Today was the 1st good day in the North West of Ireland in over 2 weeks and the bramble flow is in full swing. Due to the bad weather, it’s been 17 days since I last inspected. You know what’s coming next! Opened up the hive to inspect, found one capped queen cell and 2 queen cells with royal jelly in them. Didn’t spot the queen but saw loads of eggs and brood at all stages. Didn’t have a nuc handy so decided I would close up and come back tomorrow to do a split with the old queen who I assumed was still there and remove all the queen cells bar the capped one. Went back and took off my suit etc and decided to do a walk around the site to see if there were any swarms present. Would you believe it, 50 metres away, there they were in a tree. Long panicked story short, got the nuc ready asap and got the swarm into the nuc and they are all fanning outside it now and any stragglers are going in.

My main question is, can I move this nuc about 100 metres away from the hive tonight and set them up there or do I need to take them 3k away for a week then bring them back?

Second question is, the original hive had 2 supers on, all foundationless frames, they’ve drawn out the 1st super and haven’t really started in any big way on the second super. Why would they have swarmed? They had plenty of space, just a natural urge?

Last question relates to the old saying, a swarm in July, etc… would this be an ideal opportunity to keep this nuc in reserve as an overwintered nuc? I’d rather not combine at a later stage if I can help it as I’d rather have the spare.

As always, thanks for the help!
 
Yes you can put them where’d you like. Swarms reset themselves.
A swarm in July let them fly means you won’t get honey from them but they will winter perfectly well.
Lack of space is only one aspect of swarm preps. Bees swarm to reproduce.
 
Whilst they may have had super space they’ll swarm if the brood nest is congested. You can pile on as many supers as you like but if she’s out of space for laying they’ll still go out the door!. Guessing you have a prime swarm there’s no reason why they shouldn’t fill out a single brood and be prepared for winter. Be prepared to move full frames of nectar/honey from the brood nest and or give another.
 
What Ian said. Empty boxes are space for bees but the queen needs comb to lay in, think nectar coming in faster than they can build comb and you realise they are feeling cramped.
At least you caught them though, eh? Great stuff!
 
Maybe an interesting observation from the swarm and the swarmed hive. Got around to moving the swarm from a nuc into a hive and luckily I did because they had all 6 frames fully drawn and packed with stores and brood. Interestingly, I spotted the queen and she wasn’t the queen I was expecting, definitely a new queen and not the marked queen which was in the original hive.

On the other hand, back in the original hive, I ended up removing 13 queen cells and leaving 1 which hatched about 8-9 days ago and I’m hoping is mated and about to start laying.

My new question is, when I caught the swarm from this hive and inspected the original hive the same day, there were multiple open queen cells that were charged and 1 capped cell. So far so standard. Cap the first cell, original queen swarms etc.
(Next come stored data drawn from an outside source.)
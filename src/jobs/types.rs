//! Job record, phases and steps.

use std::fmt;

use chrono::{DateTime, Utc};
use serde::{Deserialize, Serialize};
use serde_json::Value;

use crate::scoring::ScoredCandidate;
use crate::thesis::{ThesisInputs, ThesisSummary};

/// Number of steps from `pending` to `dd_done`.
pub const TOTAL_STEPS: u8 = 5;

/// Persisted pipeline position.
///
/// Each step moves resting → running → next resting. `error` is absorbing
/// and reachable from every non-terminal phase.
#[derive(Debug, Clone, Copy, PartialEq, Eq, Hash, Serialize, Deserialize)]
#[serde(rename_all = "snake_case")]
pub enum Phase {
    Pending,
    ThesisAnalyzing,
    ThesisDone,
    SourcingRunning,
    SourcingDone,
    Picking,
    PickDone,
    DdSearchRunning,
    DdSearchDone,
    DdAnalyzeRunning,
    DdDone,
    Error,
}

impl Phase {
    const ORDERED: [Phase; 11] = [
        Self::Pending,
        Self::ThesisAnalyzing,
        Self::ThesisDone,
        Self::SourcingRunning,
        Self::SourcingDone,
        Self::Picking,
        Self::PickDone,
        Self::DdSearchRunning,
        Self::DdSearchDone,
        Self::DdAnalyzeRunning,
        Self::DdDone,
    ];

    #[must_use]
    pub fn as_str(self) -> &'static str {
        match self {
            Self::Pending => "pending",
            Self::ThesisAnalyzing => "thesis_analyzing",
            Self::ThesisDone => "thesis_done",
            Self::SourcingRunning => "sourcing_running",
            Self::SourcingDone => "sourcing_done",
            Self::Picking => "picking",
            Self::PickDone => "pick_done",
            Self::DdSearchRunning => "dd_search_running",
            Self::DdSearchDone => "dd_search_done",
            Self::DdAnalyzeRunning => "dd_analyze_running",
            Self::DdDone => "dd_done",
            Self::Error => "error",
        }
    }

    #[must_use]
    pub fn parse(raw: &str) -> Option<Self> {
        if raw == "error" {
            return Some(Self::Error);
        }
        Self::ORDERED.iter().copied().find(|p| p.as_str() == raw)
    }

    #[must_use]
    pub fn is_terminal(self) -> bool {
        matches!(self, Self::DdDone | Self::Error)
    }

    /// Position in the happy path; `error` sorts after everything.
    #[must_use]
    pub fn ordinal(self) -> usize {
        Self::ORDERED
            .iter()
            .position(|p| *p == self)
            .unwrap_or(Self::ORDERED.len())
    }

    /// The step a `continue` in this phase runs, if any.
    #[must_use]
    pub fn step(self) -> Option<Step> {
        match self {
            Self::Pending | Self::ThesisAnalyzing => Some(Step::Thesis),
            Self::ThesisDone | Self::SourcingRunning => Some(Step::Sourcing),
            Self::SourcingDone | Self::Picking => Some(Step::Picking),
            Self::PickDone | Self::DdSearchRunning => Some(Step::DdSearch),
            Self::DdSearchDone | Self::DdAnalyzeRunning => Some(Step::DdAnalyze),
            Self::DdDone | Self::Error => None,
        }
    }
}

impl fmt::Display for Phase {
    fn fmt(&self, f: &mut fmt::Formatter<'_>) -> fmt::Result {
        f.write_str(self.as_str())
    }
}

/// One unit of pipeline work.
#[derive(Debug, Clone, Copy, PartialEq, Eq, Hash, Serialize, Deserialize)]
#[serde(rename_all = "snake_case")]
pub enum Step {
    Thesis,
    Sourcing,
    Picking,
    DdSearch,
    DdAnalyze,
}

impl Step {
    pub const ALL: [Step; 5] = [
        Self::Thesis,
        Self::Sourcing,
        Self::Picking,
        Self::DdSearch,
        Self::DdAnalyze,
    ];

    #[must_use]
    pub fn as_str(self) -> &'static str {
        match self {
            Self::Thesis => "thesis",
            Self::Sourcing => "sourcing",
            Self::Picking => "picking",
            Self::DdSearch => "dd_search",
            Self::DdAnalyze => "dd_analyze",
        }
    }

    /// 1-based position.
    #[must_use]
    pub fn number(self) -> u8 {
        match self {
            Self::Thesis => 1,
            Self::Sourcing => 2,
            Self::Picking => 3,
            Self::DdSearch => 4,
            Self::DdAnalyze => 5,
        }
    }

    /// Resting phase the step starts from.
    #[must_use]
    pub fn from(self) -> Phase {
        match self {
            Self::Thesis => Phase::Pending,
            Self::Sourcing => Phase::ThesisDone,
            Self::Picking => Phase::SourcingDone,
            Self::DdSearch => Phase::PickDone,
            Self::DdAnalyze => Phase::DdSearchDone,
        }
    }

    #[must_use]
    pub fn running(self) -> Phase {
        match self {
            Self::Thesis => Phase::ThesisAnalyzing,
            Self::Sourcing => Phase::SourcingRunning,
            Self::Picking => Phase::Picking,
            Self::DdSearch => Phase::DdSearchRunning,
            Self::DdAnalyze => Phase::DdAnalyzeRunning,
        }
    }

    /// Resting phase reached on success.
    #[must_use]
    pub fn done(self) -> Phase {
        match self {
            Self::Thesis => Phase::ThesisDone,
            Self::Sourcing => Phase::SourcingDone,
            Self::Picking => Phase::PickDone,
            Self::DdSearch => Phase::DdSearchDone,
            Self::DdAnalyze => Phase::DdDone,
        }
    }
}

impl fmt::Display for Step {
    fn fmt(&self, f: &mut fmt::Formatter<'_>) -> fmt::Result {
        f.write_str(self.as_str())
    }
}

/// Who triggers the next step of a job. Fixed at `start`.
#[derive(Debug, Clone, Copy, PartialEq, Eq, Default, Serialize, Deserialize)]
#[serde(rename_all = "snake_case")]
pub enum Drive {
    /// Successes and retries enqueue a `continue` message.
    #[default]
    Queue,
    /// The caller invokes each step explicitly; nothing is enqueued.
    Client,
}

impl Drive {
    pub fn as_str(self) -> &'static str {
        match self {
            Self::Queue => "queue",
            Self::Client => "client",
        }
    }

    pub fn parse(raw: &str) -> Option<Self> {
        match raw {
            "queue" => Some(Self::Queue),
            "client" => Some(Self::Client),
            _ => None,
        }
    }
}

/// The persisted aggregate root.
#[derive(Debug, Clone, PartialEq, Serialize, Deserialize)]
pub struct Job {
    pub id: String,
    pub phase: Phase,
    pub current_step: u8,
    pub total_steps: u8,
    #[serde(default)]
    pub drive: Drive,
    pub thesis_inputs: ThesisInputs,
    pub thesis_summary: Option<ThesisSummary>,
    /// Payload handed from one step to the next.
    pub checkpoint: Option<Value>,
    pub picked_candidate: Option<ScoredCandidate>,
    pub result_payload: Option<Value>,
    pub error_message: Option<String>,
    pub error_step: Option<String>,
    pub retry_count: u32,
    /// Optimistic-concurrency token; bumped by every write.
    pub version: u64,
    pub created_at: DateTime<Utc>,
    pub updated_at: DateTime<Utc>,
    pub next_attempt_at: Option<DateTime<Utc>>,
}

impl Job {
    /// A fresh `pending` job. The store assigns version 1 on create.
    pub fn new(thesis_inputs: ThesisInputs) -> Self {
        let now = Utc::now();
        Self {
            id: uuid::Uuid::new_v4().to_string(),
            phase: Phase::Pending,
            current_step: Step::Thesis.number(),
            total_steps: TOTAL_STEPS,
            drive: Drive::default(),
            thesis_inputs,
            thesis_summary: None,
            checkpoint: None,
            picked_candidate: None,
            result_payload: None,
            error_message: None,
            error_step: None,
            retry_count: 0,
            version: 0,
            created_at: now,
            updated_at: now,
            next_attempt_at: None,
        }
    }

    pub fn with_drive(mut self, drive: Drive) -> Self {
        self.drive = drive;
        self
    }

    /// Move to `phase`, keeping `current_step` in sync.
    pub fn set_phase(&mut self, phase: Phase) {
        self.phase = phase;
        if let Some(step) = phase.step() {
            self.current_step = step.number();
        } else if phase == Phase::DdDone {
            self.current_step = TOTAL_STEPS;
        }
    }

    pub fn snapshot(&self) -> JobSnapshot {
        JobSnapshot {
            id: self.id.clone(),
            phase: self.phase,
            current_step: self.current_step,
            total_steps: self.total_steps,
            drive: self.drive,
            retry_count: self.retry_count,
            error_message: self.error_message.clone(),
            error_step: self.error_step.clone(),
            version: self.version,
            created_at: self.created_at,
            updated_at: self.updated_at,
            next_attempt_at: self.next_attempt_at,
            thesis_summary: self.thesis_summary.clone(),
            picked_candidate: self.picked_candidate.clone(),
            result_payload: self.result_payload.clone(),
        }
    }
}

/// Client-facing view of a job; omits inputs and the checkpoint.
#[derive(Debug, Clone, PartialEq, Serialize, Deserialize)]
pub struct JobSnapshot {
    pub id: String,
    pub phase: Phase,
    pub current_step: u8,
    pub total_steps: u8,
    pub drive: Drive,
    pub retry_count: u32,
    pub error_message: Option<String>,
    pub error_step: Option<String>,
    pub version: u64,
    pub created_at: DateTime<Utc>,
    pub updated_at: DateTime<Utc>,
    pub next_attempt_at: Option<DateTime<Utc>>,
    pub thesis_summary: Option<ThesisSummary>,
    pub picked_candidate: Option<ScoredCandidate>,
    pub result_payload: Option<Value>,
}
However, with the discovery of this new queen, it’s thrown things a bit. Could it be that the original queen was dispatched by the hive, a new one raised and mated all within the original hive before the bees decided it was time to swarm and preparations began and the net result was new queen swarmed when first swarm queen cell was capped?

There were eggs in the original hive the day it swarmed so there was definitely a laying queen in the hive. Looking at my notes, I had inspected the hive 3 weeks before actually - the weather had been terrible the entire 3 weeks, wet and windy - so is it feasible all that could have happened in that short space of time as I did spot the original queen on that inspection.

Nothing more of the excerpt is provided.